▸ **What is needed**
Within the data below, find the string "Inserts" and return each line where it occurs.

*** Source information Section Begins ***

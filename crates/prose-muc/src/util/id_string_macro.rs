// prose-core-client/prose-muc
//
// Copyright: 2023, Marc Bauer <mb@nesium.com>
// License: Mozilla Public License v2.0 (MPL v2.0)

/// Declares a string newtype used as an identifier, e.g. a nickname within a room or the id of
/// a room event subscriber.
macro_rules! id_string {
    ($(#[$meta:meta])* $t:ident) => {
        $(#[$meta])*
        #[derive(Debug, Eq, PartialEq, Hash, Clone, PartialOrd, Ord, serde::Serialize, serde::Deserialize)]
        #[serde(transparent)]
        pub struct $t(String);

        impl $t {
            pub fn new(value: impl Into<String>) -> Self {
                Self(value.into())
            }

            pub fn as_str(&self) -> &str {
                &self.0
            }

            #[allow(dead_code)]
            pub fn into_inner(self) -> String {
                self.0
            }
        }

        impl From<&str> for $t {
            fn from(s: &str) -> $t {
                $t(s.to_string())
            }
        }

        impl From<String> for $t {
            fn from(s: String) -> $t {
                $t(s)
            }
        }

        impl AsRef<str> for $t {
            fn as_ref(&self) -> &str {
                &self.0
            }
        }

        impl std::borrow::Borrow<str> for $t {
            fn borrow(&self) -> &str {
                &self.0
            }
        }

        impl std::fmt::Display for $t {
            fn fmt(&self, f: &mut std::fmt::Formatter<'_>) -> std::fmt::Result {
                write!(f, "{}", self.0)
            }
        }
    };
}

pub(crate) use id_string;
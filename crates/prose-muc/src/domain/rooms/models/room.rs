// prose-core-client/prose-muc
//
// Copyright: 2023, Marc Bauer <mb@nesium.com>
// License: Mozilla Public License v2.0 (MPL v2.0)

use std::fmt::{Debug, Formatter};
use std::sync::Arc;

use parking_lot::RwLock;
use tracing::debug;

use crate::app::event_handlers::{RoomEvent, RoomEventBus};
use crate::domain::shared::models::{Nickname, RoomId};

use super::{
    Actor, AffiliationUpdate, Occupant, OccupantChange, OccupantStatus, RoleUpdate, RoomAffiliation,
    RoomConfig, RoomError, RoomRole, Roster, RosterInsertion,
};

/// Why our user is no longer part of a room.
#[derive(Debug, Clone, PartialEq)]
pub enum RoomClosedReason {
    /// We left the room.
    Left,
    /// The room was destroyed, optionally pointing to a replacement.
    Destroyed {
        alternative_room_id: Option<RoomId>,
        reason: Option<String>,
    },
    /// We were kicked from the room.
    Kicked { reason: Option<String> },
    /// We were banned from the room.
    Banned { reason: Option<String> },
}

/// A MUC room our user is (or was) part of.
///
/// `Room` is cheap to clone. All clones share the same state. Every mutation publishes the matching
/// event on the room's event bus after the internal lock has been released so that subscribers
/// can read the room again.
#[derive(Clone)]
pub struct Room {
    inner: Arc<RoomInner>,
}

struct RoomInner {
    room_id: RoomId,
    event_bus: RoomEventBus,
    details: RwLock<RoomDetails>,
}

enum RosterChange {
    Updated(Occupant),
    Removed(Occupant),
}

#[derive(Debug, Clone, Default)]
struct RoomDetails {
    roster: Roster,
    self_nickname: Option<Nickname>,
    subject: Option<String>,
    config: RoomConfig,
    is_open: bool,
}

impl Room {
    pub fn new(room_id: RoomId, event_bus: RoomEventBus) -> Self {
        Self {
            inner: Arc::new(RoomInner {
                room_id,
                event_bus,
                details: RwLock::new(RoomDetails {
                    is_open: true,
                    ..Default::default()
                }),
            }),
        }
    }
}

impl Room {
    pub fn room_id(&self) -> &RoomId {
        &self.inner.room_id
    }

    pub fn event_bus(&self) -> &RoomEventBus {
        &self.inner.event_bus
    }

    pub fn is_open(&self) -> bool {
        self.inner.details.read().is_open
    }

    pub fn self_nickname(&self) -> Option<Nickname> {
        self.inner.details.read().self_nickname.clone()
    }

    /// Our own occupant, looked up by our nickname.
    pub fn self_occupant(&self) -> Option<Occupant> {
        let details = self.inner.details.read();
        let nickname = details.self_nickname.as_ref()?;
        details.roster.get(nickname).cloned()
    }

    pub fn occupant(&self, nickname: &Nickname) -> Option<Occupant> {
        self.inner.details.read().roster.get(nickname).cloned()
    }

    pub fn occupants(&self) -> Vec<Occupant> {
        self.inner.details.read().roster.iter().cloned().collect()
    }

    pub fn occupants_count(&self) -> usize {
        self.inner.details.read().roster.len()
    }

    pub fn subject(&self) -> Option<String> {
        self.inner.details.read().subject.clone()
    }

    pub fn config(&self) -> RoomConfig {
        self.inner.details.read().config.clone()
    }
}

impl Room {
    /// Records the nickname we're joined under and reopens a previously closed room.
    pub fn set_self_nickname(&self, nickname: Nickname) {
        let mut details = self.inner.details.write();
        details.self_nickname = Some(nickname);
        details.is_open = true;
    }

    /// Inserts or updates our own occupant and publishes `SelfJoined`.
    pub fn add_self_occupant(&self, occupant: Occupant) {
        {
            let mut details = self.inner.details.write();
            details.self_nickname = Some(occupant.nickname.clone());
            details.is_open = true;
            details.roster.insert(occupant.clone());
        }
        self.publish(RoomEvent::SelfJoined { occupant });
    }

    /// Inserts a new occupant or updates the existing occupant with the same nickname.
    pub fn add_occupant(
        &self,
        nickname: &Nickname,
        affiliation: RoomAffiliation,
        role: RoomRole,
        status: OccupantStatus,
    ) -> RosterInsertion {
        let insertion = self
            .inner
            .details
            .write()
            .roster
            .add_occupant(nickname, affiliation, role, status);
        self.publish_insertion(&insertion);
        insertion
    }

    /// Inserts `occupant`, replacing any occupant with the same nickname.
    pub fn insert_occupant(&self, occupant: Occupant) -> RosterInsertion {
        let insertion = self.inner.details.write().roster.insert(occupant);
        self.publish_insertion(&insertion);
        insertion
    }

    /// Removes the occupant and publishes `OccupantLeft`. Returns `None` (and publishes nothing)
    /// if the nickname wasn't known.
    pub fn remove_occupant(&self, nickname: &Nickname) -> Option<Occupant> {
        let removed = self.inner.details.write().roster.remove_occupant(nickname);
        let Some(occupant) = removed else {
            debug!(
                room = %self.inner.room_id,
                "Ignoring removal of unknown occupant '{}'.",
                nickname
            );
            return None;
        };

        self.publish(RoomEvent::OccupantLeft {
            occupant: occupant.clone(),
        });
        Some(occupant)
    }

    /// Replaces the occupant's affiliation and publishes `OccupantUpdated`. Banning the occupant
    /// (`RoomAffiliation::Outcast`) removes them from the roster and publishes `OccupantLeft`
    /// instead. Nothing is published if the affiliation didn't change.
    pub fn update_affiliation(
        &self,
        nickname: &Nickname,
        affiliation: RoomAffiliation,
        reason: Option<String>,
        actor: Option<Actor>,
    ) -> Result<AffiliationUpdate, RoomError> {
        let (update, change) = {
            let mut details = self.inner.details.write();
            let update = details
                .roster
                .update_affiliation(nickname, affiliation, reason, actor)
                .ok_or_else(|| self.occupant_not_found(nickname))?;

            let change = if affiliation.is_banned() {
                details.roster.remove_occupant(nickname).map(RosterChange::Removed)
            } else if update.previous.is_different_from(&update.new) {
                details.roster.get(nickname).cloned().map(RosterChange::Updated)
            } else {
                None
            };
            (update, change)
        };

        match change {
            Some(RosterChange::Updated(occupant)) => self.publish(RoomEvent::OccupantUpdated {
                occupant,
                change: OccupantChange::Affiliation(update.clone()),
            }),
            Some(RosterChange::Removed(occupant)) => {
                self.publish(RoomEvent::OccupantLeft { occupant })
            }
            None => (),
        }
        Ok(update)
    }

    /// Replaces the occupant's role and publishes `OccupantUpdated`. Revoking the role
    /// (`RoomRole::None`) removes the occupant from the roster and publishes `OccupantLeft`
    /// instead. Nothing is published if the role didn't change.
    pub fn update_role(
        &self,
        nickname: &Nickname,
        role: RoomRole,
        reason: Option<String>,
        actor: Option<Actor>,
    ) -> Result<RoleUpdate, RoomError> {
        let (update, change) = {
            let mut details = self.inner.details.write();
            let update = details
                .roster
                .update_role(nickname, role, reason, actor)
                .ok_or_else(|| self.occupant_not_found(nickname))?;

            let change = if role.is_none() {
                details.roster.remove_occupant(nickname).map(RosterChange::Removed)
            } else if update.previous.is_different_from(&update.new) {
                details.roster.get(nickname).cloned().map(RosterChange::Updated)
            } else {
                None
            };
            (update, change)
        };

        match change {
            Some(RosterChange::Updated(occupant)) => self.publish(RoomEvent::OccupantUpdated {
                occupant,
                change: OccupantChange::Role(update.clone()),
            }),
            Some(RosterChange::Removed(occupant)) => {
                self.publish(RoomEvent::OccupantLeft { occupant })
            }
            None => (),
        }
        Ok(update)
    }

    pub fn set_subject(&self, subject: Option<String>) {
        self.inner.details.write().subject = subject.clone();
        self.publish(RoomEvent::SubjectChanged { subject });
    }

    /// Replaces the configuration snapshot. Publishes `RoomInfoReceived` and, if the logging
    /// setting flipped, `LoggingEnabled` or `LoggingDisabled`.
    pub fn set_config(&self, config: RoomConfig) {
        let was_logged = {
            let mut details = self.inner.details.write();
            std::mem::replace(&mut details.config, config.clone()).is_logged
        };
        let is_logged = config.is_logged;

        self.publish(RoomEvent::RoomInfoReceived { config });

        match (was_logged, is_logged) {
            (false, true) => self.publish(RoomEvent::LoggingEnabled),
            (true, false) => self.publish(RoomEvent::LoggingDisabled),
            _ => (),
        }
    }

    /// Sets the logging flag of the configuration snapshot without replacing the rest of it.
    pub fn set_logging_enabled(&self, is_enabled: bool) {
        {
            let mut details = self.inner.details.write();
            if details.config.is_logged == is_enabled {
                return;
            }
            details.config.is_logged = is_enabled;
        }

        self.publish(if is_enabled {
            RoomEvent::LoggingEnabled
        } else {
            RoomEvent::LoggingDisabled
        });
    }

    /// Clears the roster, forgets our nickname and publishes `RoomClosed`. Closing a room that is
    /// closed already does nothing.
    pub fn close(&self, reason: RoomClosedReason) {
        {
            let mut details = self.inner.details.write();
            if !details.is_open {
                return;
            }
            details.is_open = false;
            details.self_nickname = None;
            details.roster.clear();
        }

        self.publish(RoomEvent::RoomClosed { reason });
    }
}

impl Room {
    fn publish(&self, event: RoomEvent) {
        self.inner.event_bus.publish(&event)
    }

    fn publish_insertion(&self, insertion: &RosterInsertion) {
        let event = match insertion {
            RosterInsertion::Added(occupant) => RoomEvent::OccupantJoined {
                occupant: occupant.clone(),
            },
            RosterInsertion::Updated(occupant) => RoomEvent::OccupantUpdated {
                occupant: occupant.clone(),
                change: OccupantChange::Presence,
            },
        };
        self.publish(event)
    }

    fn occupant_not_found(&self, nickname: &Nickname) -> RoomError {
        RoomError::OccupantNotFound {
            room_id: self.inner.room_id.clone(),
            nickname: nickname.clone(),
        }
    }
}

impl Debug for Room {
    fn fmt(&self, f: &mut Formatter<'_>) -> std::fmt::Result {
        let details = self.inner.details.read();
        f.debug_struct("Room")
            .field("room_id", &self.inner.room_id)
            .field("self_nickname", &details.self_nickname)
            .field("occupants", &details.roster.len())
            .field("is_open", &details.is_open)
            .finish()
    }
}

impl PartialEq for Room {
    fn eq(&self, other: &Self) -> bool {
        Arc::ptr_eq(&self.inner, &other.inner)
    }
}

*** Source information Section Ends ***

▸ **Your response**
    /// Inserts or updates our own occupant and publishes `SelfJoined`.
    /// Inserts a new occupant or updates the existing occupant with the same nickname.
    /// Inserts `occupant`, replacing any occupant with the same nickname.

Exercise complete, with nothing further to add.